秦野起初还挺潇洒,可周围的环境实在过于阴暗,再加上庄森有意无意捏着嗓子装恐怖,他虽然咧嘴一笑,却也笑得有些勉强起来。
就在这时候,一阵怪声从背后的床榻上传来。
蒯超正好望向那里,嘴巴猛然张开,一双眼睛瞪得老大,像是看到了什么极其恐怖的东西。
秦野见状没好气道:“我说蒯哥,就连你也吓唬兄弟是不?”
话还没说完,只见站在蒯超身边的那吉力图也一脸惊恐地瞪着秦野背后。
秦野心里犯起了嘀咕,心想这那吉力图跟自己又不熟,没必要帮着蒯超一起吓唬自己吧,难道躺在床上的那俩死尸舍不得红宝石,想问自己要回去?
他毕竟做贼心虚,勉强咽下一口唾沫,扭头一瞧,差点没被吓晕过去。
只见原本好好躺在床上的那两具枭人遗骸不知什么时候站了起来,正朝着自己缓缓走来,刚才听到的怪声,正是它们关节扭动时发出的声音。
庄森正在仔细琢磨着壁画内容,忽然听到秦野的尖叫声,连忙转身,一见到这场景,也禁不住头皮发毛,喝道:“别叫了,都赶紧躲到我身后来!”
秦野他们不等庄森发话,早就一个个躲到他的屁股后头去了。
于姨倒是不怕,毕竟是先祖的遗骸,于是问道:“小庄,你觉得这是什么东西?”
庄森在眼皮上抹了几滴牛眼泪,片刻后说道:“枭人与我们人类一样都有三魂七魄,如今天魂地魂和七魄都各归各处,不知什么原因人魂留了下来,并依附在遗体上。”
秦野骇然道:“那就是僵尸了?”
庄森道:“不,僵尸是另一种,这种顶多只能算作‘无明尸’。”
“那是什么?”
“所谓无明,就是啥都不知道。他只剩下人魂,虽然能控制躯体行动,但意识模糊,记忆丧失,稀里糊涂的。”
秦野似懂非懂的点了点头,见那俩家伙虽然行动缓慢,但是越走越近,不禁急道:“那你能搞定不?”

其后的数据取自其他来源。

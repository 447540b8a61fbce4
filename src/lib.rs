// kinetic_core: portfolio-page interaction engine.
// All decisions live here; the hosting page's JS is plumbing that forwards
// event batches and applies the command batches coming back. See DESIGN.md.

mod anchor;
mod debounce;
mod effects;
mod error;
mod nav;
mod reveal;
mod scroll;
mod typing;
mod types;

use wasm_bindgen::prelude::*;

pub use anchor::AnchorResolver;
pub use debounce::Debouncer;
pub use effects::{ChartHover, CountUp, CursorTrail, TerminalReveal};
pub use error::EngineError;
pub use nav::{NavMenu, MENU_OPEN_CLASS};
pub use reveal::{RevealTracker, REVEAL_CLASS};
pub use scroll::{NavChrome, ScrollTracker};
pub use typing::{Phase, TypingAnimator, TypingFrame};
pub use types::*;

/// Stagger step for terminal line fade-ins.
const TERMINAL_STAGGER_MS: u64 = 100;

/// Class marking the nav link of the section currently in view.
const ACTIVE_LINK_CLASS: &str = "active";

/// Initialize panic hook for better error messages in browser console.
#[wasm_bindgen(start)]
pub fn init() {
    #[cfg(feature = "console_error_panic_hook")]
    console_error_panic_hook::set_once();
}

/// Main engine interface exposed to JavaScript.
/// Batch interface to minimize JS↔WASM crossings.
#[wasm_bindgen]
pub struct Engine {
    handles: HandleMap,
    viewport: ViewportInfo,
    nav_links: Vec<NavLink>,
    effect_settings: EffectSettings,
    reveal: RevealTracker,
    scroll: ScrollTracker,
    menu: NavMenu,
    typing: TypingAnimator,
    anchors: AnchorResolver,
    chart: ChartHover,
    trail: CursorTrail,
    terminal: TerminalReveal,
    terminal_lines: Vec<String>,
    counters: Vec<(String, CountUp)>,
    parallax: Debouncer<f32>,
}

#[wasm_bindgen]
impl Engine {
    #[wasm_bindgen(constructor)]
    pub fn new(config_json: &str) -> Result<Engine, JsValue> {
        let config: EngineConfig = serde_json::from_str(config_json)
            .map_err(|e| EngineError::InvalidConfig(e.to_string()))?;
        Ok(Engine::from_config(config))
    }

    /// One-time startup: hide the reveal set, lock the typing area width
    /// on desktop, create trail dots and terminal lines where enabled, and
    /// arm the typing schedule. Apply the returned commands before wiring
    /// observers so reveal transitions animate.
    pub fn bootstrap(&mut self, now_ms: u64) -> Result<String, JsValue> {
        let now = Timestamp::from_millis(now_ms);
        let commands = self.bootstrap_commands(now);
        to_json(commands)
    }

    /// Process a batch of page events and return the commands to apply.
    pub fn process_events(&mut self, events_json: &str) -> Result<String, JsValue> {
        let batch: EventBatch = serde_json::from_str(events_json)
            .map_err(|e| EngineError::InvalidEvents(e.to_string()))?;

        let mut commands = Vec::new();
        for event in &batch.events {
            commands.extend(self.handle_event(event));
        }
        to_json(commands)
    }

    /// Fire everything due at `now`: typing steps, the debounced parallax
    /// flush, trail placement, count-up frames. Drive this from the page's
    /// timer loop; once per animation frame while `wants_frame_ticks`.
    pub fn tick(&mut self, now_ms: u64) -> Result<String, JsValue> {
        let now = Timestamp::from_millis(now_ms);
        let commands = self.tick_commands(now);
        to_json(commands)
    }

    /// Earliest pending deadline in milliseconds, for timer scheduling.
    /// Frame-driven effects (trail, counters) are not deadlines.
    pub fn next_deadline(&self) -> Option<f64> {
        let typing = self.typing.next_deadline();
        let parallax = self.parallax.next_deadline();
        match (typing, parallax) {
            (Some(a), Some(b)) => Some(a.min(b)),
            (a, b) => a.or(b),
        }
        .map(|ts| ts.as_millis() as f64)
    }

    /// Whether the page should keep calling `tick` every animation frame.
    pub fn wants_frame_ticks(&self) -> bool {
        self.effect_settings.cursor_trail || self.counters.iter().any(|(_, c)| !c.is_done())
    }

    /// Re-arm the typing schedule.
    pub fn start(&mut self, now_ms: u64) {
        self.typing.start(Timestamp::from_millis(now_ms));
    }

    /// Tear down every pending schedule. No commands fire after this
    /// until `start` is called again.
    pub fn stop(&mut self) {
        self.typing.stop();
        self.parallax.cancel();
    }
}

impl Engine {
    pub fn from_config(config: EngineConfig) -> Engine {
        let parallax_wait = config.scroll_settings.parallax_wait_ms;
        let counters = config
            .counters
            .iter()
            .map(|c| {
                (
                    c.handle.clone(),
                    CountUp::new(c.target, c.duration_ms, config.effect_settings.counter_frame_ms),
                )
            })
            .collect();

        Engine {
            reveal: RevealTracker::new(config.reveal_settings, config.reveal_targets),
            scroll: ScrollTracker::new(config.scroll_settings, config.sections.clone()),
            menu: NavMenu::new(),
            typing: TypingAnimator::new(config.roles, config.typing_settings),
            anchors: AnchorResolver::new(config.anchor_settings, config.sections),
            chart: ChartHover::new(config.handles.chart.clone()),
            trail: CursorTrail::new(config.effect_settings.trail_length),
            terminal: TerminalReveal::new(TERMINAL_STAGGER_MS),
            terminal_lines: config.terminal_lines,
            counters,
            parallax: Debouncer::new(parallax_wait),
            nav_links: config.nav_links,
            effect_settings: config.effect_settings,
            viewport: config.viewport,
            handles: config.handles,
        }
    }

    pub fn bootstrap_commands(&mut self, now: Timestamp) -> Vec<Command> {
        let mut commands = self.reveal.prepare();

        // Lock the typing area's width so deleting/typing never reflows
        // the hero; narrow viewports wrap naturally instead.
        let width_ch = self.typing.min_width_ch();
        if !self.handles.typing.is_empty() && width_ch > 0 {
            commands.push(Command::new(
                &self.handles.typing,
                Action::SetStyle {
                    property: "display".to_string(),
                    value: "inline-block".to_string(),
                },
            ));
            if self.viewport.width > self.typing.settings().desktop_breakpoint_px {
                commands.push(Command::new(
                    &self.handles.typing,
                    Action::SetStyle {
                        property: "min-width".to_string(),
                        value: format!("{}ch", width_ch),
                    },
                ));
            }
        }

        if self.effect_settings.cursor_trail {
            commands.extend(self.trail.prepare());
        }

        if self.effect_settings.terminal_reveal
            && !self.handles.terminal.is_empty()
            && !self.terminal_lines.is_empty()
        {
            commands.extend(self.terminal.reveal(&self.handles.terminal, &self.terminal_lines));
        }

        self.typing.start(now);
        commands
    }

    pub fn handle_event(&mut self, event: &PageEvent) -> Vec<Command> {
        match &event.kind {
            EventKind::Scroll { offset } => self.on_scroll(event.timestamp, *offset),
            EventKind::PointerMove { position } => {
                if self.effect_settings.cursor_trail {
                    self.trail.pointer_moved(*position);
                }
                Vec::new()
            }
            EventKind::PointerEnter { handle } => {
                if self.effect_settings.chart_hover
                    && !handle.is_empty()
                    && handle == self.chart.handle()
                {
                    self.chart.on_enter()
                } else {
                    Vec::new()
                }
            }
            EventKind::PointerLeave { handle } => {
                if self.effect_settings.chart_hover
                    && !handle.is_empty()
                    && handle == self.chart.handle()
                {
                    self.chart.on_leave()
                } else {
                    Vec::new()
                }
            }
            EventKind::AnchorClick { href } => self.on_anchor_click(href),
            EventKind::MenuToggle => {
                let open = self.menu.toggle();
                self.menu_commands(open)
            }
            EventKind::Intersection { handle, ratio } => {
                self.reveal.on_intersection(handle, *ratio)
            }
        }
    }

    pub fn tick_commands(&mut self, now: Timestamp) -> Vec<Command> {
        let mut commands = Vec::new();

        if let Some(frame) = self.typing.tick(now) {
            if !self.handles.typing.is_empty() {
                commands.push(Command::new(
                    &self.handles.typing,
                    Action::SetText { text: frame.text },
                ));
            }
        }

        if let Some(offset) = self.parallax.poll(now) {
            if !self.handles.parallax.is_empty() {
                commands.push(Command::new(
                    &self.handles.parallax,
                    Action::SetStyle {
                        property: "transform".to_string(),
                        value: format!("translateY({}px)", self.scroll.parallax_shift(offset)),
                    },
                ));
            }
        }

        if self.effect_settings.cursor_trail {
            commands.extend(self.trail.frame());
        }

        for (handle, counter) in &mut self.counters {
            if let Some(text) = counter.frame() {
                commands.push(Command::new(handle.as_str(), Action::SetText { text }));
            }
        }

        commands
    }

    fn on_scroll(&mut self, timestamp: Timestamp, offset: f32) -> Vec<Command> {
        let mut commands = Vec::new();

        if !self.handles.nav.is_empty() {
            let chrome = self.scroll.chrome(offset);
            commands.push(Command::new(
                &self.handles.nav,
                Action::SetStyle {
                    property: "padding".to_string(),
                    value: chrome.padding().to_string(),
                },
            ));
            commands.push(Command::new(
                &self.handles.nav,
                Action::SetStyle {
                    property: "box-shadow".to_string(),
                    value: chrome.box_shadow().to_string(),
                },
            ));
        }

        // Clear then re-mark the active link on every event; idempotent
        // for the page, no diffing against the previous winner.
        let active = self.scroll.active_section(offset).map(str::to_string);
        for link in &self.nav_links {
            commands.push(Command::new(
                &link.handle,
                Action::RemoveClass {
                    class: ACTIVE_LINK_CLASS.to_string(),
                },
            ));
            if let Some(id) = &active {
                if link.href == format!("#{}", id) {
                    commands.push(Command::new(
                        &link.handle,
                        Action::AddClass {
                            class: ACTIVE_LINK_CLASS.to_string(),
                        },
                    ));
                }
            }
        }

        if !self.handles.parallax.is_empty() {
            self.parallax.call(timestamp, offset);
        }

        commands
    }

    fn on_anchor_click(&mut self, href: &str) -> Vec<Command> {
        let mut commands = Vec::new();

        // Clicking a nav link always collapses the mobile menu.
        if self.nav_links.iter().any(|l| l.href == href) && self.menu.close() {
            commands.extend(self.menu_commands(false));
        }

        if let Some(top) = self.anchors.resolve(href) {
            commands.push(Command::new(DOCUMENT_HANDLE, Action::ScrollTo { top }));
        }

        commands
    }

    fn menu_commands(&self, open: bool) -> Vec<Command> {
        let mut commands = Vec::new();
        for handle in [&self.handles.nav_list, &self.handles.nav_toggle] {
            if handle.is_empty() {
                continue;
            }
            let action = if open {
                Action::AddClass {
                    class: MENU_OPEN_CLASS.to_string(),
                }
            } else {
                Action::RemoveClass {
                    class: MENU_OPEN_CLASS.to_string(),
                }
            };
            commands.push(Command::new(handle.as_str(), action));
        }
        commands
    }
}

fn to_json(commands: Vec<Command>) -> Result<String, JsValue> {
    serde_json::to_string(&CommandBatch { commands })
        .map_err(|e| JsValue::from(EngineError::from(e)))
}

庄森一脸自信道:“只要是鬼,就没有我搞不定的。”说着将八卦镜递给柳真月,说道:“老爷子,麻烦您用镜子照着这两个家伙,好破去他们的护体阴气。剩下的就交给我和于姨了。于姨,一路上憋了这么久,也该施展下身手了。”
于姨大笑道:“行啊,咱俩一人对付一只,先搞定的算赢。”
话音一落,瞬间朝前飞出,直标面前的那个无明尸。
庄森也不甘示弱,抄起五帝钱剑与另外一个斗了起来。
枭人一族虽然体重很轻,但天生神力,尤其是于姨,得到山洞内那几册仙书的真传,虽说离正道尚远,但在气力方面比族人更胜一筹。

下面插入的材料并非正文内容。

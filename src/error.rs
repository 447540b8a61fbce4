// Typed errors with thiserror. Surface meaningful messages to JS; missing
// page elements are not errors here, they degrade to empty command batches.

use thiserror::Error;
use wasm_bindgen::JsValue;

/// Engine error types.
#[derive(Error, Debug)]
pub enum EngineError {
    #[error("Invalid configuration: {0}")]
    InvalidConfig(String),

    #[error("Invalid event batch: {0}")]
    InvalidEvents(String),

    #[error("Serialization error: {0}")]
    Serialization(String),
}

impl From<serde_json::Error> for EngineError {
    fn from(err: serde_json::Error) -> Self {
        EngineError::Serialization(err.to_string())
    }
}

impl From<EngineError> for JsValue {
    fn from(err: EngineError) -> Self {
        JsValue::from_str(&err.to_string())
    }
}

#[cfg(test)]
mod tests {
    use super::*;

    #[test]
    fn error_display() {
        let err = EngineError::InvalidConfig("missing field".to_string());
        assert!(err.to_string().contains("missing field"));
    }
}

只见她挥拳三下,每一拳都打得无明尸后退一步,只听一阵“哗啦啦”的响动,那副遗骸彻底散了架。
片刻后,庄森也正好一剑扫中面前那只无明尸的腰部,将它拦腰劈成两截。
大家见状登时松下一口气。
望着躺在地上的两堆尸骸,庄森并没有露出胜利后的笑容,而是眉头紧锁道:“不对,有古怪。”
于姨得意洋洋道:“是不是输给了我,觉得很不服气?”
庄森连忙摇头道:“不不不,输给您我是心服口服。可是,您不觉得我俩这回打的太过轻松了些吗?”

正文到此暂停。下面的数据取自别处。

// Decorative effects: chart hover scale, bounded cursor trail, terminal
// line fade-in, count-up readouts. All opt-in except the chart hover.

use std::collections::VecDeque;

use crate::types::{Action, Command, PagePoint};

/// Hover scale for the chart container.
pub struct ChartHover {
    handle: String,
}

impl ChartHover {
    pub fn new(handle: String) -> Self {
        ChartHover { handle }
    }

    pub fn on_enter(&self) -> Vec<Command> {
        vec![
            Command::new(
                &self.handle,
                Action::SetStyle {
                    property: "transform".to_string(),
                    value: "scale(1.02)".to_string(),
                },
            ),
            Command::new(
                &self.handle,
                Action::SetStyle {
                    property: "transition".to_string(),
                    value: "transform 0.3s ease".to_string(),
                },
            ),
        ]
    }

    pub fn on_leave(&self) -> Vec<Command> {
        vec![Command::new(
            &self.handle,
            Action::SetStyle {
                property: "transform".to_string(),
                value: "scale(1)".to_string(),
            },
        )]
    }

    pub fn handle(&self) -> &str {
        &self.handle
    }
}

/// Bounded history of pointer positions rendered as progressively smaller,
/// more transparent dots, most recent position first.
pub struct CursorTrail {
    length: usize,
    positions: VecDeque<PagePoint>,
    cursor: Option<PagePoint>,
}

impl CursorTrail {
    pub fn new(length: usize) -> Self {
        CursorTrail {
            length,
            positions: VecDeque::with_capacity(length),
            cursor: None,
        }
    }

    /// Creation specs for the fixed dot set. Dot `i` shrinks by a pixel
    /// and loses 0.05 alpha per step away from the pointer.
    pub fn prepare(&self) -> Vec<Command> {
        (0..self.length)
            .map(|i| {
                Command::new(
                    dot_handle(i),
                    Action::CreateTrailDot {
                        size_px: 10.0 - i as f32,
                        alpha: 0.5 - i as f32 * 0.05,
                    },
                )
            })
            .collect()
    }

    pub fn pointer_moved(&mut self, position: PagePoint) {
        self.cursor = Some(position);
    }

    /// Record the current pointer position and place every dot along the
    /// recent history, falling back to the oldest point while the history
    /// is still short. Nothing renders before the first pointer move.
    pub fn frame(&mut self) -> Vec<Command> {
        let Some(cursor) = self.cursor else {
            return Vec::new();
        };
        self.positions.push_front(cursor);
        self.positions.truncate(self.length);

        let mut commands = Vec::new();
        for i in 0..self.length {
            let position = self.positions.get(i).or_else(|| self.positions.back());
            if let Some(position) = position {
                commands.push(Command::new(
                    dot_handle(i),
                    Action::SetStyle {
                        property: "left".to_string(),
                        value: format!("{}px", position.x),
                    },
                ));
                commands.push(Command::new(
                    dot_handle(i),
                    Action::SetStyle {
                        property: "top".to_string(),
                        value: format!("{}px", position.y),
                    },
                ));
            }
        }
        commands
    }

    pub fn history_len(&self) -> usize {
        self.positions.len()
    }
}

fn dot_handle(index: usize) -> String {
    format!("trail-dot-{}", index)
}

/// Re-renders pre-split terminal text with a staggered fade-in per line.
pub struct TerminalReveal {
    stagger_ms: u64,
}

impl TerminalReveal {
    pub fn new(stagger_ms: u64) -> Self {
        TerminalReveal { stagger_ms }
    }

    pub fn reveal(&self, handle: &str, lines: &[String]) -> Vec<Command> {
        lines
            .iter()
            .enumerate()
            .map(|(i, line)| {
                Command::new(
                    handle,
                    Action::AppendLine {
                        html: line.clone(),
                        delay_ms: i as u64 * self.stagger_ms,
                    },
                )
            })
            .collect()
    }
}

/// Frame-driven count from zero to a target value; the final frame clamps
/// to the exact target.
pub struct CountUp {
    target: f64,
    step: f64,
    value: f64,
    done: bool,
}

impl CountUp {
    pub fn new(target: f64, duration_ms: u64, frame_ms: u64) -> Self {
        let frames = duration_ms as f64 / frame_ms.max(1) as f64;
        CountUp {
            target,
            step: target / frames.max(1.0),
            value: 0.0,
            done: false,
        }
    }

    /// Next display value, or `None` once the target has been shown.
    pub fn frame(&mut self) -> Option<String> {
        if self.done {
            return None;
        }
        self.value += self.step;
        if self.value < self.target {
            Some(format!("{}", self.value.floor() as i64))
        } else {
            self.done = true;
            Some(format_target(self.target))
        }
    }

    pub fn is_done(&self) -> bool {
        self.done
    }
}

fn format_target(target: f64) -> String {
    if target.fract() == 0.0 {
        format!("{}", target as i64)
    } else {
        format!("{}", target)
    }
}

于姨还没说话,就听秦野说道:“这有啥难的?不就是两个白骨精吗,秦爷我那是没出手,否则……”
话没说完,地上的磷棒突然由绿色变成了红色。
就在众人不明所以时,磷光骤然熄灭,房间内漆黑一片,伸手不见五指。
众人都惊诧万分,要知道这根磷棒至少还能再燃烧好几分钟,可眼下却不明不白的突然熄灭,肯定发生了意外。
庄森急中生智道:“快开手电筒!”
众人省悟,纷纷打开手电,房间里的视线总算亮堂了一些。
然而就在此时,一股劲风袭至耳畔。
他心头一惊,来不及多想,一个旋身避了开去,口中疾喝道:“大家小心暗器!”
话音未落,就听秦野的惨叫声响起。
庄森惊道:“秦哥,你没事吧?”
“没事才怪!谁这么缺德,没事拿飞镖射老子屁股?哎哟……疼死我啦!”秦野疼得嘴上哇哇乱叫,人却缩在角落里不敢乱动。
“咱们谁吃饱了撑的没事拿飞镖射你!会不会是被蛇给咬了?快让我看看!”蒯超一边说,一边拿手电筒照着秦野的屁股,然后疑惑道:“咦,怎么还真插着根飞镖?”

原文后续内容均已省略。